* [Task to carry out] Please copy every line below that contains the string "await".

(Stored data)
= Beginning of Section =

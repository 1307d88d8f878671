//! Filesystem watcher feeding change events into the core monitor.
//!
//! `notify` delivers events on its own thread; they are forwarded over an
//! unbounded channel and turned into root-relative file identities before
//! reaching [`Monitor::handle_change`].

use std::path::{Path, PathBuf};
use std::sync::Arc;

use anyhow::{Context, Result};
use llm_scribe_core::monitor::Monitor;
use notify::event::{EventKind, ModifyKind, RenameMode};
use notify::{Event, RecommendedWatcher, RecursiveMode, Watcher};
use tokio::sync::mpsc;
use tracing::{debug, error, info};

/// Paths in `event` that should trigger processing.
fn changed_paths(event: &Event) -> Vec<PathBuf> {
    match event.kind {
        EventKind::Create(_) => event.paths.clone(),
        // Only the destination of a rename is a live file.
        EventKind::Modify(ModifyKind::Name(RenameMode::Both)) => {
            event.paths.last().cloned().into_iter().collect()
        }
        EventKind::Modify(ModifyKind::Name(RenameMode::From)) => Vec::new(),
        EventKind::Modify(_) => event.paths.clone(),
        _ => Vec::new(),
    }
}

fn to_identity(root: &Path, absolute: &Path) -> Option<PathBuf> {
    let relative = absolute.strip_prefix(root).ok()?;
    let hidden = relative
        .components()
        .any(|c| c.as_os_str().to_string_lossy().starts_with('.'));
    if hidden || relative.as_os_str().is_empty() {
        None
    } else {
        Some(relative.to_path_buf())
    }
}

/// Keeps the underlying watcher alive; dropping it stops event delivery.
pub struct WatchHandle {
    _watcher: RecommendedWatcher,
    forwarder: tokio::task::JoinHandle<()>,
}

impl WatchHandle {
    pub fn stop(self) {
        self.forwarder.abort();
    }
}

/// Watch `root` recursively and route every file change to `monitor`.
pub fn start_watching(root: &Path, monitor: Arc<Monitor>) -> Result<WatchHandle> {
    let root = root
        .canonicalize()
        .with_context(|| format!("vault root {} is not accessible", root.display()))?;
    let (tx, mut rx) = mpsc::unbounded_channel::<Event>();

    let mut watcher = notify::recommended_watcher(move |res: notify::Result<Event>| match res {
        Ok(event) => {
            let _ = tx.send(event);
        }
        Err(e) => error!(error = ?e, "[WATCH] Watcher error"),
    })
    .context("failed to create filesystem watcher")?;
    watcher
        .watch(&root, RecursiveMode::Recursive)
        .with_context(|| format!("failed to watch {}", root.display()))?;
    info!(root = %root.display(), "[WATCH] Watching for file changes");

    let forwarder = tokio::spawn(async move {
        while let Some(event) = rx.recv().await {
            for absolute in changed_paths(&event) {
                if !absolute.is_file() {
                    continue;
                }
                let Some(identity) = to_identity(&root, &absolute) else {
                    continue;
                };
                let scheduled = monitor.handle_change(&identity).await;
                debug!(path = %identity.display(), rules = scheduled, "[WATCH] Change dispatched");
            }
        }
    });

    Ok(WatchHandle {
        _watcher: watcher,
        forwarder,
    })
}
use std::path::{Path, PathBuf};
use std::sync::Arc;

use tokio::sync::Mutex;
use tracing::{debug, error};

use crate::contract::{Clock, FileStore, StoreError};
use crate::template::{render_log_entry, LogEntry};

/// Append-only activity log kept as a note in the file store.
///
/// The store has no append primitive, so each entry is a read-modify-write;
/// the internal lock keeps concurrent appends from losing lines.
pub struct ActivityLog {
    store: Arc<dyn FileStore>,
    clock: Arc<dyn Clock>,
    path: PathBuf,
    lock: Mutex<()>,
}

impl ActivityLog {
    pub fn new(store: Arc<dyn FileStore>, clock: Arc<dyn Clock>, path: PathBuf) -> Self {
        Self {
            store,
            clock,
            path,
            lock: Mutex::new(()),
        }
    }

    pub fn path(&self) -> &Path {
        &self.path
    }

    pub async fn append(&self, entry: &LogEntry<'_>) -> Result<(), StoreError> {
        let line = render_log_entry(entry, &self.clock.now());
        let _guard = self.lock.lock().await;
        let existing = if self.store.exists(&self.path).await {
            self.store.read(&self.path).await?
        } else {
            String::new()
        };
        let updated = if existing.is_empty() {
            format!("{line}\n")
        } else if existing.ends_with('\n') {
            format!("{existing}{line}\n")
        } else {
            format!("{existing}\n{line}\n")
        };
        match self.store.write(&self.path, &updated).await {
            Ok(()) => {
                debug!(log = %self.path.display(), operation = %entry.operation, "Appended activity log entry");
                Ok(())
            }
            Err(e) => {
                error!(log = %self.path.display(), error = %e, "Failed to write activity log");
                Err(e)
            }
        }
    }
}
pub mod cli;
pub mod completion_client;
pub mod load_config;
pub mod watch;

pub use cli::{run, Cli, Commands};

= End of Section =

* [Expected output]
        while let Some(event) = rx.recv().await {
                let scheduled = monitor.handle_change(&identity).await;
        let _guard = self.lock.lock().await;
        let existing = if self.store.exists(&self.path).await {
            self.store.read(&self.path).await?
        match self.store.write(&self.path, &updated).await {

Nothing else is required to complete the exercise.